El 16 de julio el segundo oficial informó por la mañana que uno de la tripulación, Petrofsky, había desaparecido. No se pudo dar una explicación. Tomó la guardia de babor a las ocho campanas anoche; fue relevado por Abramoff, pero no se fue a la litera. Los hombres más abatidos que nunca. Todos dijeron que esperaban algo así, pero no quisieron decir más que había algo a bordo. El oficial se está poniendo muy temeroso con ellos; temo algún problema en el futuro.

El 17 de julio, ayer, uno de los hombres, Olgaren, vino a mi camarote y, de un modo sobrecogido, me confió que creía que había un hombre extraño a bordo del barco. Dijo que durante su guardia se había estado resguardando detrás de la caseta de cubierta, ya que había chubasco, cuando vio a un hombre alto y delgado, que no se parecía a ninguno de la tripulación, subir por la escala y avanzar por la cubierta hacia proa, para luego desaparecer. Siguió con cautela, pero al llegar a la proa no encontró a nadie, y las escotillas estaban todas cerradas. Estaba aterrorizado por un miedo supersticioso, y temo que el pánico pueda extenderse. Para calmarlo, hoy registraré todo el barco cuidadosamente de proa a popa.

Más tarde reuní a toda la tripulación y les dije que, dado que evidentemente pensaban que había alguien en el barco, registraríamos de proa a popa. El primer oficial se enfadó; dijo que era una locura y que ceder a ideas tan necias desmoralizaría a los hombres; afirmó que se encargaría de mantenerlos a raya con un bichero.
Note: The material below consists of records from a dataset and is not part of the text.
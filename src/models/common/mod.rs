pub mod pagination;
pub mod response;
mod string_enum;

pub use pagination::{
    PaginatedResponse, PaginationInfo, PaginationQuery, deserialize_optional_bool,
    deserialize_optional_i64,
};
pub use response::ApiResponse;
pub(crate) use string_enum::string_enum;
use actix_web::HttpRequest;
use tracing::info;

use super::{AssignmentService, validate_max_points};
use crate::models::ErrorCode;
use crate::models::assignments::UpdateAssignmentRequest;
use crate::services::access::{current_user, manager_context};
use crate::services::responses::{ServiceResult, bad_request, internal, not_found, ok};
use crate::utils::validate::validate_text;

pub async fn update_assignment(
    service: &AssignmentService,
    request: &HttpRequest,
    assignment_id: i64,
    mut update_data: UpdateAssignmentRequest,
) -> ServiceResult {
    let user = current_user(request)?;
    let storage = service.get_storage(request)?;

    let assignment = storage
        .get_assignment_by_id(assignment_id)
        .await
        .map_err(internal("Failed to load assignment"))?
        .ok_or_else(|| not_found(ErrorCode::AssignmentNotFound, "Assignment not found"))?;
    manager_context(&storage, &user, assignment.class_id).await?;

    if let Some(title) = &update_data.title {
        validate_text("Title", title, 1, 200)
            .map_err(|e| bad_request(ErrorCode::BadRequest, e))?;
        update_data.title = Some(title.trim().to_string());
    }
    if let Some(max_points) = update_data.max_points {
        validate_max_points(max_points).map_err(|e| bad_request(ErrorCode::BadRequest, e))?;
    }

    let assignment = storage
        .update_assignment(assignment.id, update_data)
        .await
        .map_err(internal("Failed to update assignment"))?
        .ok_or_else(|| not_found(ErrorCode::AssignmentNotFound, "Assignment not found"))?;

    info!("Assignment {} updated by {}", assignment.id, user.username);
    ok(assignment, "Assignment updated successfully")
}
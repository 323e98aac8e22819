use actix_web::HttpRequest;
use tracing::info;

use super::SubmissionService;
use crate::models::ErrorCode;
use crate::models::audit::actions;
use crate::models::notifications::{NewNotification, NotificationKind};
use crate::models::submissions::GradeSubmissionRequest;
use crate::services::access::{current_user, manager_context};
use crate::services::audit::{AuditEntry, record};
use crate::services::notifications::dispatch;
use crate::services::responses::{ServiceResult, bad_request, internal, not_found, ok};
use crate::utils::validate::validate_text;

pub async fn grade_submission(
    service: &SubmissionService,
    request: &HttpRequest,
    submission_id: i64,
    grade_data: GradeSubmissionRequest,
) -> ServiceResult {
    let user = current_user(request)?;
    let storage = service.get_storage(request)?;

    let submission = storage
        .get_submission_by_id(submission_id)
        .await
        .map_err(internal("Failed to load submission"))?
        .ok_or_else(|| not_found(ErrorCode::SubmissionNotFound, "Submission not found"))?;
    let assignment = storage
        .get_assignment_by_id(submission.assignment_id)
        .await
        .map_err(internal("Failed to load assignment"))?
        .ok_or_else(|| not_found(ErrorCode::AssignmentNotFound, "Assignment not found"))?;
    manager_context(&storage, &user, assignment.class_id).await?;

    if !grade_data.score.is_finite()
        || grade_data.score < 0.0
        || grade_data.score > assignment.max_points
    {
        return Err(bad_request(
            ErrorCode::ScoreOutOfRange,
            format!("Score must be between 0 and {}", assignment.max_points),
        ));
    }
    if let Some(feedback) = &grade_data.feedback {
        validate_text("Feedback", feedback, 0, 5000)
            .map_err(|e| bad_request(ErrorCode::BadRequest, e))?;
    }

    let graded = storage
        .grade_submission(submission.id, grade_data.score, grade_data.feedback, user.id)
        .await
        .map_err(internal("Failed to grade submission"))?
        .ok_or_else(|| not_found(ErrorCode::SubmissionNotFound, "Submission not found"))?;

    dispatch(
        &storage,
        vec![
            NewNotification::new(
                graded.student_id,
                NotificationKind::Grade,
                format!("Your submission for {} has been graded", assignment.title),
            )
            .content(format!("Score: {} / {}", grade_data.score, assignment.max_points))
            .reference("submission", graded.id),
        ],
    )
    .await;

    record(
        &storage,
        request,
        user.id,
        AuditEntry {
            action: actions::SUBMISSION_GRADE,
            entity_type: "submission",
            entity_id: graded.id,
            details: Some(format!("score={}", grade_data.score)),
        },
    )
    .await;

    info!("Submission {} graded by {}", graded.id, user.username);
    ok(graded, "Submission graded successfully")
}
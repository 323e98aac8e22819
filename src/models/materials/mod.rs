use serde::{Deserialize, Serialize};
use ts_rs::TS;

use crate::models::common::string_enum;

string_enum! {
    #[ts(export, export_to = "material.ts")]
    pub enum MaterialType {
        Document => "document",
        Video => "video",
        Link => "link",
        Other => "other",
    }
}

#[derive(Debug, Clone, Serialize, Deserialize, TS)]
#[ts(export, export_to = "material.ts")]
pub struct Material {
    pub id: i64,
    pub class_id: i64,
    pub uploaded_by: i64,
    pub title: String,
    pub description: Option<String>,
    pub material_type: MaterialType,
    pub url: String,
    pub created_at: chrono::DateTime<chrono::Utc>,
    pub updated_at: chrono::DateTime<chrono::Utc>,
}

#[derive(Debug, Deserialize, TS)]
#[ts(export, export_to = "material.ts")]
pub struct CreateMaterialRequest {
    pub title: String,
    pub description: Option<String>,
    pub material_type: MaterialType,
    pub url: String,
}

#[derive(Debug, Default, Deserialize, TS)]
#[ts(export, export_to = "material.ts")]
pub struct UpdateMaterialRequest {
    pub title: Option<String>,
    pub description: Option<String>,
    pub material_type: Option<MaterialType>,
    pub url: Option<String>,
}

#[derive(Debug, Clone)]
pub struct NewMaterial {
    pub class_id: i64,
    pub uploaded_by: i64,
    pub title: String,
    pub description: Option<String>,
    pub material_type: MaterialType,
    pub url: String,
}
use actix_web::HttpRequest;
use tracing::info;

use super::AnnouncementService;
use crate::models::ErrorCode;
use crate::models::announcements::{
    AnnouncementListParams, AnnouncementPriority, AnnouncementScope, CreateAnnouncementRequest,
    NewAnnouncement,
};
use crate::models::notifications::{NewNotification, NotificationKind};
use crate::models::users::entities::UserRole;
use crate::services::access::{class_context, current_user, manager_context, visible_class_ids};
use crate::services::notifications::dispatch;
use crate::services::responses::{
    ServiceResult, bad_request, created, forbidden, internal, not_found, ok, ok_message,
};
use crate::utils::validate::validate_text;

pub async fn list_announcements(
    service: &AnnouncementService,
    request: &HttpRequest,
    query: AnnouncementListParams,
) -> ServiceResult {
    let user = current_user(request)?;
    let storage = service.get_storage(request)?;

    if let Some(class_id) = query.class_id {
        class_context(&storage, &user, class_id).await?;
    }

    let scope = match visible_class_ids(&storage, &user).await? {
        None => AnnouncementScope::All,
        Some(ids) => AnnouncementScope::Classes(ids),
    };

    let page = storage
        .list_announcements(scope, query.class_id, query.pagination)
        .await
        .map_err(internal("Failed to list announcements"))?;

    ok(page, "Announcements retrieved successfully")
}

pub async fn create_announcement(
    service: &AnnouncementService,
    request: &HttpRequest,
    announcement_data: CreateAnnouncementRequest,
) -> ServiceResult {
    let user = current_user(request)?;
    let storage = service.get_storage(request)?;

    validate_text("Title", &announcement_data.title, 1, 200)
        .map_err(|e| bad_request(ErrorCode::BadRequest, e))?;
    validate_text("Content", &announcement_data.content, 1, 10_000)
        .map_err(|e| bad_request(ErrorCode::BadRequest, e))?;

    // 确定通知对象
    let (recipients, audience) = match announcement_data.class_id {
        Some(class_id) => {
            let ctx = manager_context(&storage, &user, class_id).await?;
            let students = storage
                .list_approved_student_ids(class_id)
                .await
                .map_err(internal("Failed to load students"))?;
            (students, ctx.class.name)
        }
        None => {
            if user.role != UserRole::Admin {
                return Err(forbidden(
                    ErrorCode::Forbidden,
                    "Only admins can post school-wide announcements",
                ));
            }
            let users = storage
                .list_active_user_ids()
                .await
                .map_err(internal("Failed to load users"))?;
            (users, "School".to_string())
        }
    };

    let announcement = storage
        .create_announcement(NewAnnouncement {
            class_id: announcement_data.class_id,
            author_id: user.id,
            title: announcement_data.title.trim().to_string(),
            content: announcement_data.content,
            priority: announcement_data
                .priority
                .unwrap_or(AnnouncementPriority::Normal),
        })
        .await
        .map_err(internal("Failed to create announcement"))?;

    let notifications = recipients
        .into_iter()
        .filter(|id| *id != user.id)
        .map(|recipient| {
            NewNotification::new(
                recipient,
                NotificationKind::Announcement,
                format!("{}: {}", audience, announcement.title),
            )
            .reference("announcement", announcement.id)
        })
        .collect();
    dispatch(&storage, notifications).await;

    info!(
        "Announcement {} posted by {} (class: {:?})",
        announcement.id, user.username, announcement.class_id
    );
    created(announcement, "Announcement created successfully")
}

pub async fn delete_announcement(
    service: &AnnouncementService,
    request: &HttpRequest,
    announcement_id: i64,
) -> ServiceResult {
    let user = current_user(request)?;
    let storage = service.get_storage(request)?;

    let announcement = storage
        .get_announcement_by_id(announcement_id)
        .await
        .map_err(internal("Failed to load announcement"))?
        .ok_or_else(|| not_found(ErrorCode::AnnouncementNotFound, "Announcement not found"))?;

    if announcement.author_id != user.id && user.role != UserRole::Admin {
        return Err(forbidden(
            ErrorCode::Forbidden,
            "Only the author or an admin can delete this announcement",
        ));
    }

    let deleted = storage
        .delete_announcement(announcement.id)
        .await
        .map_err(internal("Failed to delete announcement"))?;
    if !deleted {
        return Err(not_found(ErrorCode::AnnouncementNotFound, "Announcement not found"));
    }

    info!("Announcement {} deleted by {}", announcement.id, user.username);
    ok_message("Announcement deleted successfully")
}
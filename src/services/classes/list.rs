use actix_web::HttpRequest;

use super::ClassService;
use crate::models::classes::requests::{ClassListParams, ClassListQuery};
use crate::models::users::entities::UserRole;
use crate::services::access::current_user;
use crate::services::responses::{ServiceResult, internal, ok};

pub async fn list_classes(
    service: &ClassService,
    request: &HttpRequest,
    query: ClassListParams,
) -> ServiceResult {
    let user = current_user(request)?;
    let storage = service.get_storage(request)?;

    // 管理员可按教师筛选，教师只看自己的，学生只看已加入的
    let mut list_query = ClassListQuery {
        pagination: query.pagination,
        search: query.search,
        ..Default::default()
    };
    match user.role {
        UserRole::Admin => list_query.teacher_id = query.teacher_id,
        UserRole::Teacher => list_query.teacher_id = Some(user.id),
        UserRole::Student => list_query.student_id = Some(user.id),
    }

    let page = storage
        .list_classes_with_pagination(list_query)
        .await
        .map_err(internal("Failed to list classes"))?;

    ok(page, "Classes retrieved successfully")
}
pub mod shutdown;
pub mod startup;
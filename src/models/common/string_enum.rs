/// 以字符串形式存储和传输的枚举
///
/// 生成 `as_str()`、`Display`、`FromStr`、`Serialize`、`Deserialize` 和 `TS`，
/// 数据库中保存的就是 `as_str()` 的值。
macro_rules! string_enum {
    (
        $(#[$meta:meta])*
        $vis:vis enum $name:ident {
            $($variant:ident => $value:tt),* $(,)?
        }
    ) => {
        #[derive(Debug, Clone, Copy, PartialEq, Eq, Hash, serde::Serialize, ts_rs::TS)]
        $(#[$meta])*
        $vis enum $name {
            $(
                #[serde(rename = $value)]
                $variant,
            )*
        }

        impl $name {
            pub const ALL: &'static [$name] = &[$($name::$variant),*];

            pub fn as_str(&self) -> &'static str {
                match self {
                    $($name::$variant => $value,)*
                }
            }
        }

        impl std::fmt::Display for $name {
            fn fmt(&self, f: &mut std::fmt::Formatter<'_>) -> std::fmt::Result {
                f.write_str(self.as_str())
            }
        }

        impl std::str::FromStr for $name {
            type Err = String;

            fn from_str(s: &str) -> Result<Self, Self::Err> {
                match s {
                    $($value => Ok($name::$variant),)*
                    _ => Err(format!(
                        "Invalid {}: '{}'. Expected one of: {}",
                        stringify!($name),
                        s,
                        [$($value),*].join(", ")
                    )),
                }
            }
        }

        impl<'de> serde::Deserialize<'de> for $name {
            fn deserialize<D>(deserializer: D) -> Result<Self, D::Error>
            where
                D: serde::Deserializer<'de>,
            {
                let s = String::deserialize(deserializer)?;
                s.parse().map_err(serde::de::Error::custom)
            }
        }
    };
}

pub(crate) use string_enum;

#[cfg(test)]
mod tests {
    string_enum! {
        enum Shade {
            Light => "light",
            DarkGrey => "dark_grey",
        }
    }

    #[test]
    fn test_parse_and_display() {
        assert_eq!("dark_grey".parse::<Shade>().unwrap(), Shade::DarkGrey);
        assert_eq!(Shade::Light.to_string(), "light");
        assert_eq!(Shade::ALL.len(), 2);
    }

    #[test]
    fn test_serde() {
        assert_eq!(serde_json::to_string(&Shade::DarkGrey).unwrap(), "\"dark_grey\"");
        let parsed: Shade = serde_json::from_str("\"light\"").unwrap();
        assert_eq!(parsed, Shade::Light);
        let err = serde_json::from_str::<Shade>("\"blue\"").unwrap_err();
        assert!(err.to_string().contains("Expected one of: light, dark_grey"));
    }
}
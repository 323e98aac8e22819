//! 预导入模块，方便使用

pub use super::announcements::{
    ActiveModel as AnnouncementActiveModel, Entity as Announcements, Model as AnnouncementModel,
};
pub use super::assignments::{
    ActiveModel as AssignmentActiveModel, Entity as Assignments, Model as AssignmentModel,
};
pub use super::attendance_records::{
    ActiveModel as AttendanceRecordActiveModel, Entity as AttendanceRecords,
    Model as AttendanceRecordModel,
};
pub use super::attendance_sessions::{
    ActiveModel as AttendanceSessionActiveModel, Entity as AttendanceSessions,
    Model as AttendanceSessionModel,
};
pub use super::audit_logs::{
    ActiveModel as AuditLogActiveModel, Entity as AuditLogs, Model as AuditLogModel,
};
pub use super::chat_messages::{
    ActiveModel as ChatMessageActiveModel, Entity as ChatMessages, Model as ChatMessageModel,
};
pub use super::chat_room_members::{
    ActiveModel as ChatRoomMemberActiveModel, Entity as ChatRoomMembers,
    Model as ChatRoomMemberModel,
};
pub use super::chat_rooms::{
    ActiveModel as ChatRoomActiveModel, Entity as ChatRooms, Model as ChatRoomModel,
};
pub use super::class_enrollments::{
    ActiveModel as EnrollmentActiveModel, Entity as ClassEnrollments, Model as EnrollmentModel,
};
pub use super::classes::{ActiveModel as ClassActiveModel, Entity as Classes, Model as ClassModel};
pub use super::events::{ActiveModel as EventActiveModel, Entity as Events, Model as EventModel};
pub use super::exam_attempts::{
    ActiveModel as AttemptActiveModel, Entity as ExamAttempts, Model as AttemptModel,
};
pub use super::exam_questions::{
    ActiveModel as QuestionActiveModel, Entity as ExamQuestions, Model as QuestionModel,
};
pub use super::exams::{ActiveModel as ExamActiveModel, Entity as Exams, Model as ExamModel};
pub use super::materials::{
    ActiveModel as MaterialActiveModel, Entity as Materials, Model as MaterialModel,
};
pub use super::notifications::{
    ActiveModel as NotificationActiveModel, Entity as Notifications, Model as NotificationModel,
};
pub use super::question_answers::{
    ActiveModel as AnswerActiveModel, Entity as QuestionAnswers, Model as AnswerModel,
};
pub use super::submissions::{
    ActiveModel as SubmissionActiveModel, Entity as Submissions, Model as SubmissionModel,
};
pub use super::users::{ActiveModel as UserActiveModel, Entity as Users, Model as UserModel};
pub mod count;
pub mod delete;
pub mod list;
pub mod read;

use actix_web::{HttpRequest, HttpResponse, Result as ActixResult};
use std::sync::Arc;
use tracing::{debug, warn};

use super::declare_service;
use super::responses::finish;
use crate::models::notifications::{NewNotification, NotificationListParams};
use crate::storage::Storage;

declare_service!(NotificationService);

impl NotificationService {
    pub async fn list_notifications(
        &self,
        request: &HttpRequest,
        query: NotificationListParams,
    ) -> ActixResult<HttpResponse> {
        finish(list::list_notifications(self, request, query).await)
    }

    // 未读数量
    pub async fn unread_count(&self, request: &HttpRequest) -> ActixResult<HttpResponse> {
        finish(count::unread_count(self, request).await)
    }

    pub async fn mark_read(
        &self,
        request: &HttpRequest,
        notification_id: i64,
    ) -> ActixResult<HttpResponse> {
        finish(read::mark_read(self, request, notification_id).await)
    }

    pub async fn mark_all_read(&self, request: &HttpRequest) -> ActixResult<HttpResponse> {
        finish(read::mark_all_read(self, request).await)
    }

    pub async fn delete_notification(
        &self,
        request: &HttpRequest,
        notification_id: i64,
    ) -> ActixResult<HttpResponse> {
        finish(delete::delete_notification(self, request, notification_id).await)
    }
}

/// 批量发送通知，失败只记录告警
pub async fn dispatch(storage: &Arc<dyn Storage>, notifications: Vec<NewNotification>) {
    if notifications.is_empty() {
        return;
    }
    let total = notifications.len();
    match storage.create_notifications(notifications).await {
        Ok(created) => debug!("Dispatched {} notifications", created),
        Err(e) => warn!("Failed to dispatch {} notifications: {}", total, e),
    }
}
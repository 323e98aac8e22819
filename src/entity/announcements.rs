//! 公告实体，class_id 为空表示全校公告

use sea_orm::entity::prelude::*;

#[derive(Clone, Debug, PartialEq, DeriveEntityModel)]
#[sea_orm(table_name = "announcements")]
pub struct Model {
    #[sea_orm(primary_key)]
    pub id: i64,
    pub class_id: Option<i64>,
    pub author_id: i64,
    pub title: String,
    pub content: String,
    pub priority: String,
    pub created_at: i64,
}

#[derive(Copy, Clone, Debug, EnumIter, DeriveRelation)]
pub enum Relation {
    #[sea_orm(
        belongs_to = "super::classes::Entity",
        from = "Column::ClassId",
        to = "super::classes::Column::Id"
    )]
    Class,
}

impl Related<super::classes::Entity> for Entity {
    fn to() -> RelationDef {
        Relation::Class.def()
    }
}

impl ActiveModelBehavior for ActiveModel {}

impl Model {
    pub fn into_announcement(self) -> crate::models::announcements::Announcement {
        use crate::models::announcements::{Announcement, AnnouncementPriority};

        Announcement {
            id: self.id,
            class_id: self.class_id,
            author_id: self.author_id,
            title: self.title,
            content: self.content,
            priority: self.priority.parse().unwrap_or(AnnouncementPriority::Normal),
            created_at: super::to_datetime(self.created_at),
        }
    }
}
Lo dejé al timón mientras el resto comenzaba un registro exhaustivo, avanzando todos en línea con linternas: no dejamos rincón sin registrar. Como solo estaban las grandes cajas de madera, no había recovecos donde un hombre pudiera esconderse. Los hombres se sintieron muy aliviados cuando terminó el registro y volvieron al trabajo de buen humor. El primer oficial frunció el ceño, pero no dijo nada.